40 The assembly was done upside down, the idea was to finish the bottom in the right position, including two layer of epoxy, without fiberglass, painting and fixing the false keel. I started by linking the outside surface, side panels in one piece, rear and front transoms. Then I added all the bulkheads, vertically inserted the 4 parts of the keelsons and all the main structural parts. The bottom was bent with boiling water, and the help of heavy loads, the epoxy phase was a very sticky job, it was a nice warm spring, and flies and insects got stuck on the hull. After a bit of sanding I finally applied concrete floor paint, the most resistant I found and as there was a special offer, affordable. I choose a red brick colour for the hull, and a light sand for the deck and roof. Turning the boat by myself was very stressful. I used my car and a very inadequate improvised crane, and with a lot of sweat, some Captain Haddock vocabulary, the turtle was turned the right way up! I then added foam, a mix of isolation foam, plastic bottles and expanded cork for buoyancy before fitting the deck and the roof. It took me the whole summer to finish the boat; I sewed a small square sail from grandma’s cotton sheets, a small jib and an even smaller mizzen. A small tree did for the mast.

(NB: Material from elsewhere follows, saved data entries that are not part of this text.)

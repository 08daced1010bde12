//! File-name derived import context.
//!
//! The DCC export encodes its intent in the model file name:
//!   "mCam_Shot01.fbx"    -> camera export, target = camera component
//!   "mCam_Shot01_VC.fbx" -> camera export, target = virtual camera rig
//!   "Props.fbx"          -> not a camera export, left alone
//! The context is derived once per import and threaded through every stage.

use std::path::{Path, PathBuf};

use serde::{Deserialize, Serialize};

use crate::config::RetargetConfig;

#[derive(Clone, Debug, PartialEq, Eq, Serialize, Deserialize)]
pub struct NamingContext {
    /// Stem carries the camera prefix.
    pub is_camera_source: bool,
    /// Stem carries the virtual camera suffix.
    pub is_virtual_camera: bool,
    /// Base name exported clips are named after (the source file stem).
    pub exported_clip_name: String,
}

impl NamingContext {
    /// Derive the context from a bare file stem.
    pub fn from_stem(stem: &str, config: &RetargetConfig) -> Self {
        Self {
            is_camera_source: stem.starts_with(&config.camera_prefix),
            is_virtual_camera: stem.ends_with(&config.virtual_camera_suffix),
            exported_clip_name: stem.to_string(),
        }
    }

    /// Derive the context from the imported model's path.
    pub fn from_path(path: &Path, config: &RetargetConfig) -> Self {
        let stem = path
            .file_stem()
            .map(|s| s.to_string_lossy().into_owned())
            .unwrap_or_default();
        Self::from_stem(&stem, config)
    }

    /// File name of the clip exported for `clip_name`.
    ///
    /// The clip name is appended with an underscore unless the stem already contains it.
    pub fn export_file_name(&self, clip_name: &str, extension: &str) -> String {
        let stem = &self.exported_clip_name;
        if clip_name.is_empty() || stem.contains(clip_name) {
            format!("{stem}.{extension}")
        } else {
            format!("{stem}_{clip_name}.{extension}")
        }
    }

    /// Path of the exported clip: next to the source model.
    pub fn export_path(&self, source: &Path, clip_name: &str, config: &RetargetConfig) -> PathBuf {
        let file_name = self.export_file_name(clip_name, &config.export_extension);
        match source.parent() {
            Some(dir) => dir.join(file_name),
            None => PathBuf::from(file_name),
        }
    }
}

#[cfg(test)]
mod tests {
    use super::*;

    #[test]
    fn detects_camera_and_virtual_camera_stems() {
        let cfg = RetargetConfig::default();
        let vc = NamingContext::from_path(Path::new("Assets/Cams/mCam_Shot01_VC.fbx"), &cfg);
        assert!(vc.is_camera_source);
        assert!(vc.is_virtual_camera);
        assert_eq!(vc.exported_clip_name, "mCam_Shot01_VC");

        let cam = NamingContext::from_path(Path::new("mCam_Shot01.fbx"), &cfg);
        assert!(cam.is_camera_source);
        assert!(!cam.is_virtual_camera);

        let other = NamingContext::from_path(Path::new("Assets/Props_VC.fbx"), &cfg);
        assert!(!other.is_camera_source);
    }

    #[test]
    fn export_path_appends_clip_name_once() {
        let cfg = RetargetConfig::default();
        let ctx = NamingContext::from_stem("mCam_Shot01", &cfg);
        let src = Path::new("Assets/Cams/mCam_Shot01.fbx");
        assert_eq!(
            ctx.export_path(src, "Take 001", &cfg),
            PathBuf::from("Assets/Cams/mCam_Shot01_Take 001.anim")
        );
        assert_eq!(
            ctx.export_path(src, "Shot01", &cfg),
            PathBuf::from("Assets/Cams/mCam_Shot01.anim")
        );
        assert_eq!(
            ctx.export_path(Path::new("mCam_Shot01.fbx"), "A", &cfg),
            PathBuf::from("mCam_Shot01_A.anim")
        );
    }
}
use std::fs;
use std::path::{Path, PathBuf};

use tempfile::TempDir;
use vizij_camera_import_fs::{
    clips_path, fs_importer, import_model, settings_path, FsClipStore, JsonAssetSource,
};
use vizij_camera_retarget_core::{
    AssetSource, ClipOutcome, ClipStore, ClipTarget, CurveBinding, ImportError, ImportSettings,
    ModelAnimationType, RetargetConfig,
};
use vizij_test_fixtures::models;

/// Lay a fixture model out on disk (model file plus sidecars) and return the model path.
fn stage(dir: &Path, name: &str) -> PathBuf {
    let model = dir.join(models::model_file_name(name).unwrap());
    fs::write(&model, b"").unwrap();
    fs::copy(models::clips_path(name).unwrap(), clips_path(&model)).unwrap();
    if let Some(settings) = models::settings_path(name).unwrap() {
        fs::copy(settings, settings_path(&model)).unwrap();
    }
    model
}

#[test]
fn import_writes_anim_next_to_model() {
    let dir = TempDir::new().unwrap();
    let model = stage(dir.path(), "dolly");

    let mut importer = fs_importer(RetargetConfig::default());
    let report = importer.import(&model).unwrap();
    assert_eq!(report.clips.len(), 1);
    let export = dir.path().join("mCam_Dolly.anim");
    assert_eq!(report.clips[0].export_path, export);
    assert_eq!(report.clips[0].outcome, ClipOutcome::Created);
    assert!(export.is_file());

    let mut store = FsClipStore::new();
    let clip = store.load(&export).unwrap().expect("stored clip");
    assert_eq!(clip.name(), "Dolly");
    assert!(clip
        .curves
        .get(&CurveBinding::transform("scale.z"))
        .is_none());

    let report = importer.import(&model).unwrap();
    assert_eq!(report.clips[0].outcome, ClipOutcome::Replaced);
    assert_eq!(store.load(&export).unwrap(), Some(clip));
}

#[test]
fn missing_settings_fall_back_to_defaults() {
    let dir = TempDir::new().unwrap();
    let model = stage(dir.path(), "shot01-vc");
    let mut source = JsonAssetSource::new();
    assert_eq!(
        source.import_settings(&model).unwrap(),
        ImportSettings::default()
    );
    let clips = source.load_clips(&model).unwrap();
    assert_eq!(clips.len(), 2);
}

#[test]
fn missing_clips_sidecar_is_a_source_error() {
    let dir = TempDir::new().unwrap();
    let model = dir.path().join("mCam_Nothing.fbx");
    let err = fs_importer(RetargetConfig::default())
        .import(&model)
        .unwrap_err();
    assert!(matches!(err, ImportError::Source { .. }));
}

#[test]
fn store_creates_parent_directories() {
    let dir = TempDir::new().unwrap();
    let path = dir.path().join("Assets/Cams/nested/mCam_A.anim");
    let mut store = FsClipStore::new();
    assert!(!store.exists(&path));
    assert_eq!(store.load(&path).unwrap(), None);

    store.save(&path, &ClipTarget::new("A")).unwrap();
    assert!(store.exists(&path));
    let text = fs::read_to_string(&path).unwrap();
    assert!(text.contains('\n'));
}

#[test]
fn corrupt_clip_is_a_store_error() {
    let dir = TempDir::new().unwrap();
    let path = dir.path().join("mCam_A.anim");
    fs::write(&path, "not json").unwrap();
    let err = FsClipStore::new().load(&path).unwrap_err();
    assert!(matches!(err, ImportError::Store { .. }));
}

#[test]
fn import_model_persists_preprocessed_settings() {
    let dir = TempDir::new().unwrap();
    let model = stage(dir.path(), "shot01-vc");
    let seeded = ImportSettings {
        import_animation: false,
        animation_type: ModelAnimationType::Human,
        ..ImportSettings::default()
    };
    fs::write(
        settings_path(&model),
        serde_json::to_string(&seeded).unwrap(),
    )
    .unwrap();

    let report = import_model(&model, RetargetConfig::default()).unwrap();
    assert_eq!(report.written().count(), 1);

    let saved: ImportSettings =
        serde_json::from_str(&fs::read_to_string(settings_path(&model)).unwrap()).unwrap();
    assert!(saved.import_animation);
    assert_eq!(saved.animation_type, ModelAnimationType::Generic);
    assert!(dir.path().join("mCam_Shot01_VC_Take 001.anim").is_file());
}

#[test]
fn non_camera_model_leaves_directory_untouched() {
    let dir = TempDir::new().unwrap();
    let model = dir.path().join("Props.fbx");
    fs::write(&model, b"").unwrap();
    let report = import_model(&model, RetargetConfig::default()).unwrap();
    assert!(report.clips.is_empty());
    assert_eq!(fs::read_dir(dir.path()).unwrap().count(), 1);
}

Then by the first week of September, at dawn, the newly named “Norwegian Wood” was launched. (Well I am a huge Beatles fan). right: the interior of the Scow 450 is vast for a boat of this size. Jerome even included what our Aussie cousins refer to as a ‘dunny’. Under the rear deck is a compartment where a box containing a bucket filled with saw dust lives, the box has a hole and a lid. One simply moves this home made porta-potti into the cabin, does one’s business and then returns it to its stowage.